I’m hardly alone in this situation. There are millions of us, aren’t there? Single parents or otherwise?
Our bottom line?
The college countdown was painful enough; the wait to hear about aid packages – for me – even more so. Without the scholarships my sons receive (for which I’m endlessly grateful), they wouldn’t be attending the fine universities they’re both enjoying. And may I add – they’re busting their young butts, in order to maintain the grades required to keep their necessary academic standing.
Rich Kids, Donor Dollars
As a society, we have good reason to be concerned about the lessons we’re teaching our children. We give too much, we say yes too easily; divorce complicates things immeasurably.
So should we not reward a rich kid for the very sort of rigor and responsibility we’d like to encourage in our sons and daughters? Still, if there is no need for a monetary award, should a wealthy family accept it? What lesson does that teach – relative to others who are less fortunate?

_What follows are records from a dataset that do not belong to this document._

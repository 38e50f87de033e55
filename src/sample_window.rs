/*
MIT License

Copyright (c) 2024 Philipp Schuster

Permission is hereby granted, free of charge, to any person obtaining a copy
of this software and associated documentation files (the "Software"), to deal
in the Software without restriction, including without limitation the rights
to use, copy, modify, merge, publish, distribute, sublicense, and/or sell
copies of the Software, and to permit persons to whom the Software is
furnished to do so, subject to the following conditions:

The above copyright notice and this permission notice shall be included in all
copies or substantial portions of the Software.

THE SOFTWARE IS PROVIDED "AS IS", WITHOUT WARRANTY OF ANY KIND, EXPRESS OR
IMPLIED, INCLUDING BUT NOT LIMITED TO THE WARRANTIES OF MERCHANTABILITY,
FITNESS FOR A PARTICULAR PURPOSE AND NONINFRINGEMENT. IN NO EVENT SHALL THE
AUTHORS OR COPYRIGHT HOLDERS BE LIABLE FOR ANY CLAIM, DAMAGES OR OTHER
LIABILITY, WHETHER IN AN ACTION OF CONTRACT, TORT OR OTHERWISE, ARISING FROM,
OUT OF OR IN CONNECTION WITH THE SOFTWARE OR THE USE OR OTHER DEALINGS IN THE
SOFTWARE.
*/

//! Module for [`SampleWindow`].

use ringbuffer::{AllocRingBuffer, RingBuffer};

/// Sliding window over the most recent smoothed samples.
///
/// Until `capacity` samples were pushed, the window holds every sample seen
/// so far. Afterwards, each push evicts the oldest sample. The estimators
/// accept partial windows and zero-pad them.
#[derive(Debug)]
pub struct SampleWindow {
    buffer: AllocRingBuffer<f32>,
    total_pushed_samples: usize,
}

impl SampleWindow {
    /// Creates an empty window. The capacity is expected to be validated
    /// already, see [`crate::DetectorConfig::validate`].
    pub fn new(capacity: usize) -> Self {
        debug_assert!(capacity.is_power_of_two());
        Self {
            buffer: AllocRingBuffer::new(capacity),
            total_pushed_samples: 0,
        }
    }

    /// Appends the newest sample. Evicts the oldest one if the window is
    /// full.
    #[inline]
    pub fn push(&mut self, value: f32) {
        debug_assert!(value.is_finite());
        self.buffer.push(value);
        self.total_pushed_samples += 1;
    }

    /// Returns the content from oldest to newest.
    #[must_use]
    pub fn as_ordered(&self) -> Vec<f32> {
        self.buffer.iter().copied().collect()
    }

    /// Iterates the content from oldest to newest.
    pub fn iter(&self) -> impl Iterator<Item = &f32> + '_ {
        self.buffer.iter()
    }

    /// Whether the window holds `capacity` samples.
    pub fn is_full(&self) -> bool {
        self.buffer.is_full()
    }

    pub fn len(&self) -> usize {
        self.buffer.len()
    }

    pub fn is_empty(&self) -> bool {
        self.buffer.is_empty()
    }

    pub fn capacity(&self) -> usize {
        self.buffer.capacity()
    }

    /// Total amount of samples pushed since creation or the last
    /// [`Self::clear`], including evicted ones.
    pub const fn total_pushed_samples(&self) -> usize {
        self.total_pushed_samples
    }

    /// Returns the amount of evicted samples, i.e., samples that are not in
    /// the underlying ringbuffer anymore.
    pub fn evicted_samples(&self) -> usize {
        self.total_pushed_samples.saturating_sub(self.buffer.len())
    }

    /// Drops all samples.
    pub fn clear(&mut self) {
        self.buffer.clear();
        self.total_pushed_samples = 0;
    }
}
/*
MIT License

Copyright (c) 2024 Philipp Schuster

Permission is hereby granted, free of charge, to any person obtaining a copy
of this software and associated documentation files (the "Software"), to deal
in the Software without restriction, including without limitation the rights
to use, copy, modify, merge, publish, distribute, sublicense, and/or sell
copies of the Software, and to permit persons to whom the Software is
furnished to do so, subject to the following conditions:

The above copyright notice and this permission notice shall be included in all
copies or substantial portions of the Software.

THE SOFTWARE IS PROVIDED "AS IS", WITHOUT WARRANTY OF ANY KIND, EXPRESS OR
IMPLIED, INCLUDING BUT NOT LIMITED TO THE WARRANTIES OF MERCHANTABILITY,
FITNESS FOR A PARTICULAR PURPOSE AND NONINFRINGEMENT. IN NO EVENT SHALL THE
AUTHORS OR COPYRIGHT HOLDERS BE LIABLE FOR ANY CLAIM, DAMAGES OR OTHER
LIABILITY, WHETHER IN AN ACTION OF CONTRACT, TORT OR OTHERWISE, ARISING FROM,
OUT OF OR IN CONNECTION WITH THE SOFTWARE OR THE USE OR OTHER DEALINGS IN THE
SOFTWARE.
*/

//! Configuration of the [`PulseDetector`].
//!
//! All values carry their unit in the field name. The defaults correspond to a
//! phone camera delivering roughly 30 frames per second with the torch turned
//! on.
//!
//! [`PulseDetector`]: crate::PulseDetector

use core::time::Duration;
use thiserror::Error;

/// Default amount of samples in the analysis window. At 30 fps this covers
/// ~8.5 seconds.
pub const DEFAULT_WINDOW_SIZE: usize = 256;

/// Smallest window that still yields a usable spectrum.
pub const MIN_WINDOW_SIZE: usize = 16;

/// Lowest plausible heart rate.
pub const DEFAULT_MIN_HEART_RATE_BPM: f32 = 40.0;

/// Highest plausible heart rate.
pub const DEFAULT_MAX_HEART_RATE_BPM: f32 = 230.0;

/// Minimum amount of collected data before any number is reported.
pub const DEFAULT_MIN_COLLECTION: Duration = Duration::from_secs(15);

/// Both estimators must be at most this far apart to report a locked reading.
pub const DEFAULT_AGREEMENT_THRESHOLD_BPM: f32 = 5.0;

/// Trailing part of the window that the zero-crossing counter looks at.
pub const DEFAULT_TEMPORAL_WINDOW: Duration = Duration::from_secs(10);

/// Capture rate assumed until the first valid measurement arrives.
pub const DEFAULT_CAPTURE_RATE_HZ: f32 = 30.0;

/// Possible errors when validating a [`DetectorConfig`].
#[derive(Debug, Clone, PartialEq, Error)]
pub enum ConfigError {
    /// The FFT needs a power of two.
    #[error("window size {0} is not a power of two")]
    WindowSizeNotPowerOfTwo(usize),
    #[error("window size {0} is smaller than the minimum of {MIN_WINDOW_SIZE}")]
    WindowSizeTooSmall(usize),
    #[error("invalid heart rate range: {min_bpm} bpm..={max_bpm} bpm")]
    InvalidBpmRange { min_bpm: f32, max_bpm: f32 },
    #[error("agreement threshold must be a finite, non-negative number of bpm, is {0}")]
    InvalidAgreementThreshold(f32),
    #[error("the duration `{0}` must not be zero")]
    InvalidDuration(&'static str),
    #[error("capture rate must be finite and positive, is {0} Hz")]
    InvalidCaptureRate(f32),
    #[error("derivative noise floor must be finite and non-negative, is {0}")]
    InvalidNoiseFloor(f32),
}

/// Tunables of the detector. Use [`DetectorConfig::default`] and override
/// single fields as needed.
///
/// ```rust
/// use pulse_detector::DetectorConfig;
/// let config = DetectorConfig {
///     window_size: 512,
///     ..Default::default()
/// };
/// assert!(config.validate().is_ok());
/// ```
#[derive(Debug, Clone, PartialEq)]
pub struct DetectorConfig {
    /// Amount of samples in the sliding window. Must be a power of two.
    pub window_size: usize,
    /// Lower bound of the spectral search band.
    pub min_heart_rate_bpm: f32,
    /// Upper bound of the spectral search band.
    pub max_heart_rate_bpm: f32,
    /// Readings stay [`Reading::Collecting`] until the session is older than
    /// this.
    ///
    /// [`Reading::Collecting`]: crate::Reading::Collecting
    pub min_collection: Duration,
    /// Maximum difference of both estimates for a locked reading.
    pub agreement_threshold_bpm: f32,
    /// Length of the trailing sub-window for the zero-crossing counter.
    pub temporal_window: Duration,
    /// Capture rate used until a valid rate was delivered.
    pub initial_capture_rate_hz: f32,
    /// Differences below this magnitude don't count as rising or falling.
    pub derivative_noise_floor: f32,
    /// Runs the smoothed signal through a bandpass before windowing. Only
    /// needed for sources with strong drift or flicker.
    pub bandpass_prefilter: bool,
}

impl Default for DetectorConfig {
    fn default() -> Self {
        Self {
            window_size: DEFAULT_WINDOW_SIZE,
            min_heart_rate_bpm: DEFAULT_MIN_HEART_RATE_BPM,
            max_heart_rate_bpm: DEFAULT_MAX_HEART_RATE_BPM,
            min_collection: DEFAULT_MIN_COLLECTION,
            agreement_threshold_bpm: DEFAULT_AGREEMENT_THRESHOLD_BPM,
            temporal_window: DEFAULT_TEMPORAL_WINDOW,
            initial_capture_rate_hz: DEFAULT_CAPTURE_RATE_HZ,
            derivative_noise_floor: 0.0,
            bandpass_prefilter: false,
        }
    }
}

impl DetectorConfig {
    /// Creates the default configuration with a custom window size.
    #[must_use]
    pub fn with_window_size(window_size: usize) -> Self {
        Self {
            window_size,
            ..Default::default()
        }
    }

    /// Checks all structural properties. A detector refuses to run with an
    /// invalid configuration.
    pub fn validate(&self) -> Result<(), ConfigError> {
        if !self.window_size.is_power_of_two() {
            return Err(ConfigError::WindowSizeNotPowerOfTwo(self.window_size));
        }
        if self.window_size < MIN_WINDOW_SIZE {
            return Err(ConfigError::WindowSizeTooSmall(self.window_size));
        }

        let bpm_range_valid = self.min_heart_rate_bpm.is_finite()
            && self.max_heart_rate_bpm.is_finite()
            && self.min_heart_rate_bpm > 0.0
            && self.min_heart_rate_bpm < self.max_heart_rate_bpm;
        if !bpm_range_valid {
            return Err(ConfigError::InvalidBpmRange {
                min_bpm: self.min_heart_rate_bpm,
                max_bpm: self.max_heart_rate_bpm,
            });
        }

        if !self.agreement_threshold_bpm.is_finite() || self.agreement_threshold_bpm < 0.0 {
            return Err(ConfigError::InvalidAgreementThreshold(
                self.agreement_threshold_bpm,
            ));
        }

        if self.temporal_window.is_zero() {
            return Err(ConfigError::InvalidDuration("temporal_window"));
        }

        if !self.initial_capture_rate_hz.is_normal() || self.initial_capture_rate_hz < 0.0 {
            return Err(ConfigError::InvalidCaptureRate(
                self.initial_capture_rate_hz,
            ));
        }

        if !self.derivative_noise_floor.is_finite() || self.derivative_noise_floor < 0.0 {
            return Err(ConfigError::InvalidNoiseFloor(self.derivative_noise_floor));
        }

        Ok(())
    }
}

I can’t help but think back to the many weeks not long ago when I was immersed in data gathering and documenting for the purpose of completing FAFSA and CSS. These are essential financial reporting tools for those of us who apply for college aid. The amount of detail included can be considerable, and the time (and cost) required, likewise.
But I have no problem with this. If anything, I am reassured that serious people are taking their responsibilities seriously, and the awards of grants and loans are appropriately scrutinized.

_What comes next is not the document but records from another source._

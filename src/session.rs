/*
MIT License

Copyright (c) 2024 Philipp Schuster

Permission is hereby granted, free of charge, to any person obtaining a copy
of this software and associated documentation files (the "Software"), to deal
in the Software without restriction, including without limitation the rights
to use, copy, modify, merge, publish, distribute, sublicense, and/or sell
copies of the Software, and to permit persons to whom the Software is
furnished to do so, subject to the following conditions:

The above copyright notice and this permission notice shall be included in all
copies or substantial portions of the Software.

THE SOFTWARE IS PROVIDED "AS IS", WITHOUT WARRANTY OF ANY KIND, EXPRESS OR
IMPLIED, INCLUDING BUT NOT LIMITED TO THE WARRANTIES OF MERCHANTABILITY,
FITNESS FOR A PARTICULAR PURPOSE AND NONINFRINGEMENT. IN NO EVENT SHALL THE
AUTHORS OR COPYRIGHT HOLDERS BE LIABLE FOR ANY CLAIM, DAMAGES OR OTHER
LIABILITY, WHETHER IN AN ACTION OF CONTRACT, TORT OR OTHERWISE, ARISING FROM,
OUT OF OR IN CONNECTION WITH THE SOFTWARE OR THE USE OR OTHER DEALINGS IN THE
SOFTWARE.
*/

//! Session bookkeeping: elapsed time since the session started and the
//! measured capture rate of the camera.
//!
//! See [`SessionState`] and [`CaptureRateMeter`].

use core::time::Duration;

/// State of one measurement session. Created on session start and reset on
/// restart.
#[derive(Copy, Clone, Debug, Default, PartialEq, Eq)]
pub struct SessionState {
    elapsed: Duration,
    min_collection: Duration,
    consumed_frames: usize,
}

impl SessionState {
    /// Creates a new session that collects data until it is older than
    /// `min_collection`.
    pub const fn new(min_collection: Duration) -> Self {
        Self {
            elapsed: Duration::ZERO,
            min_collection,
            consumed_frames: 0,
        }
    }

    /// Accounts for one more frame that covers `frame_duration`.
    #[inline]
    pub fn advance(&mut self, frame_duration: Duration) {
        self.elapsed = self.elapsed.saturating_add(frame_duration);
        self.consumed_frames += 1;
    }

    /// Returns the passed time since the session started.
    pub const fn elapsed(&self) -> Duration {
        self.elapsed
    }

    /// Amount of frames delivered in this session, including dropped ones.
    pub const fn consumed_frames(&self) -> usize {
        self.consumed_frames
    }

    /// Whether not enough data was collected yet to report a number.
    pub fn is_collecting(&self) -> bool {
        self.elapsed <= self.min_collection
    }

    /// Starts over with a fresh session.
    pub fn restart(&mut self) {
        *self = Self::new(self.min_collection);
    }
}

/// Measures the capture rate from the timestamps of consecutive frames.
///
/// Cameras don't deliver frames at a constant rate; the rate is re-measured
/// for every frame.
#[derive(Copy, Clone, Debug, Default, PartialEq)]
pub struct CaptureRateMeter {
    previous_timestamp: Option<Duration>,
    latest_rate_hz: Option<f32>,
}

impl CaptureRateMeter {
    pub const fn new() -> Self {
        Self {
            previous_timestamp: None,
            latest_rate_hz: None,
        }
    }

    /// Registers the timestamp of a new frame and returns the capture rate
    /// derived from the distance to the previous frame.
    ///
    /// Returns `None` for the first frame and for timestamps that are not
    /// strictly increasing. The latter don't replace the previous timestamp.
    pub fn tick(&mut self, timestamp: Duration) -> Option<f32> {
        let Some(previous) = self.previous_timestamp else {
            self.previous_timestamp.replace(timestamp);
            return None;
        };

        if timestamp <= previous {
            log::warn!(
                "Frame timestamp {timestamp:?} is not after previous timestamp {previous:?}; ignoring"
            );
            return None;
        }

        self.previous_timestamp.replace(timestamp);
        let rate_hz = 1.0 / (timestamp - previous).as_secs_f32();
        self.latest_rate_hz.replace(rate_hz);
        Some(rate_hz)
    }

    /// The rate measured on the latest valid [`Self::tick`].
    pub const fn latest_rate_hz(&self) -> Option<f32> {
        self.latest_rate_hz
    }

    /// Timestamp of the latest accepted frame.
    pub const fn previous_timestamp(&self) -> Option<Duration> {
        self.previous_timestamp
    }

    pub fn reset(&mut self) {
        *self = Self::new();
    }
}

As for scholarships awarded from limited pools to which alums (among others) donate?
As an alum of two prestigious institutions myself, I am incensed to think that my hard-earned dollars would ever be given to someone who could so clearly afford to pay.
College and Life Lessons
Perhaps there is already a mechanism in place for this sort of situation. Perhaps it’s simply a matter of saying “thanks, but no thanks,” accepting the distinction and declining the funds. Perhaps a polite “decline” is already in process.

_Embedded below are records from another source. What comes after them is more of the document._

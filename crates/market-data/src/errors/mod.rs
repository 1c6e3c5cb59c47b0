//! Error types for the market data crate.
//!
//! This module provides:
//! - [`MarketDataError`]: Errors raised by spot price fetchers and native converters
//! - [`ConversionError`]: Stable failure codes reported by the conversion engine
//! - [`ErrorCategory`]: Coarse classification shared by both

mod conversion;

pub use conversion::{ConversionError, ErrorCategory};

use thiserror::Error;

/// Errors that can occur while talking to a single upstream.
///
/// The conversion engine never surfaces these directly; they are folded into a
/// [`ConversionError`] or a debug note. Spot price lookups return them as-is.
#[derive(Error, Debug)]
pub enum MarketDataError {
    /// The upstream does not know the requested symbol or pair.
    #[error("Symbol not found: {0}")]
    SymbolNotFound(String),

    /// The requested exchange has no spot price fetcher.
    #[error("Unsupported exchange: {0}")]
    UnsupportedExchange(String),

    /// Transport failure, timeout or non-success status.
    #[error("Provider unavailable: {provider}")]
    ProviderUnavailable {
        /// The provider that could not be reached
        provider: String,
    },

    /// The upstream answered, but not in the expected shape.
    #[error("Unexpected response from {provider}: {message}")]
    UnexpectedResponse {
        /// The provider that returned the payload
        provider: String,
        /// What was missing or malformed
        message: String,
    },

    /// The upstream reported a price that is not a positive finite number.
    #[error("Invalid price from {provider}: {value}")]
    InvalidPrice {
        /// The provider that returned the price
        provider: String,
        /// The offending value, as received
        value: String,
    },
}

impl MarketDataError {
    pub fn unexpected(provider: &str, message: impl Into<String>) -> Self {
        Self::UnexpectedResponse {
            provider: provider.to_string(),
            message: message.into(),
        }
    }

    pub fn unavailable(provider: &str) -> Self {
        Self::ProviderUnavailable {
            provider: provider.to_string(),
        }
    }

    /// Returns the category of this error.
    ///
    /// # Examples
    ///
    /// ```
    /// use coinbridge_market_data::errors::{ErrorCategory, MarketDataError};
    ///
    /// let error = MarketDataError::SymbolNotFound("FOO".to_string());
    /// assert_eq!(error.category(), ErrorCategory::IdentifierNotFound);
    /// ```
    pub fn category(&self) -> ErrorCategory {
        match self {
            Self::SymbolNotFound(_) => ErrorCategory::IdentifierNotFound,
            Self::UnsupportedExchange(_) => ErrorCategory::InvalidRequest,
            Self::ProviderUnavailable { .. } | Self::UnexpectedResponse { .. } => {
                ErrorCategory::ProviderUnavailable
            }
            Self::InvalidPrice { .. } => ErrorCategory::MissingPriceData,
        }
    }
}
use std::sync::Arc;

use async_trait::async_trait;
use serde::Deserialize;
use tracing::debug;

use super::price::PriceField;
use super::SpotPriceProvider;
use crate::client::{decode, JsonFetcher};
use crate::errors::MarketDataError;
use crate::models::{Exchange, SpotPrice};

const DEFAULT_BASE_URL: &str = "https://api.binance.com/api/v3";

#[derive(Debug, Deserialize)]
struct TickerPrice {
    price: PriceField,
}

/// Binance `/ticker/price`. Symbols are used as-is.
pub struct BinanceSpot {
    fetcher: Arc<dyn JsonFetcher>,
    base_url: String,
}

impl BinanceSpot {
    pub fn new(fetcher: Arc<dyn JsonFetcher>) -> Self {
        Self::with_base_url(fetcher, DEFAULT_BASE_URL)
    }

    pub fn with_base_url(fetcher: Arc<dyn JsonFetcher>, base_url: impl Into<String>) -> Self {
        Self {
            fetcher,
            base_url: base_url.into().trim_end_matches('/').to_string(),
        }
    }
}

#[async_trait]
impl SpotPriceProvider for BinanceSpot {
    fn exchange(&self) -> Exchange {
        Exchange::Binance
    }

    async fn spot_price(&self, symbol: &str) -> Result<SpotPrice, MarketDataError> {
        let provider = self.exchange().as_str();
        debug!("Fetching {} from Binance", symbol);

        let body = self
            .fetcher
            .fetch_json(
                &format!("{}/ticker/price", self.base_url),
                &[("symbol", symbol.to_string())],
                &[],
            )
            .await
            .ok_or_else(|| MarketDataError::unavailable(provider))?;
        let ticker: TickerPrice = decode(body)
            .ok_or_else(|| MarketDataError::unexpected(provider, "missing price"))?;

        Ok(SpotPrice::new(
            symbol,
            self.exchange(),
            ticker.price.to_decimal(provider)?,
        ))
    }
}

And I find myself wondering about my own donated dollars.
I’d be interested to hear from those who work at universities, and also, other parents.
- If Justin Combs accepts these funds, what lessons should our kids take from it? And what about us?
- What would your perspective be if you were the parent of a UCLA student who was accepted, but couldn’t afford to attend?
- How would you feel if you were an alum, and thought your $50 or for that matter, $500 each year were going to a very rich kid?
I welcome your thoughts.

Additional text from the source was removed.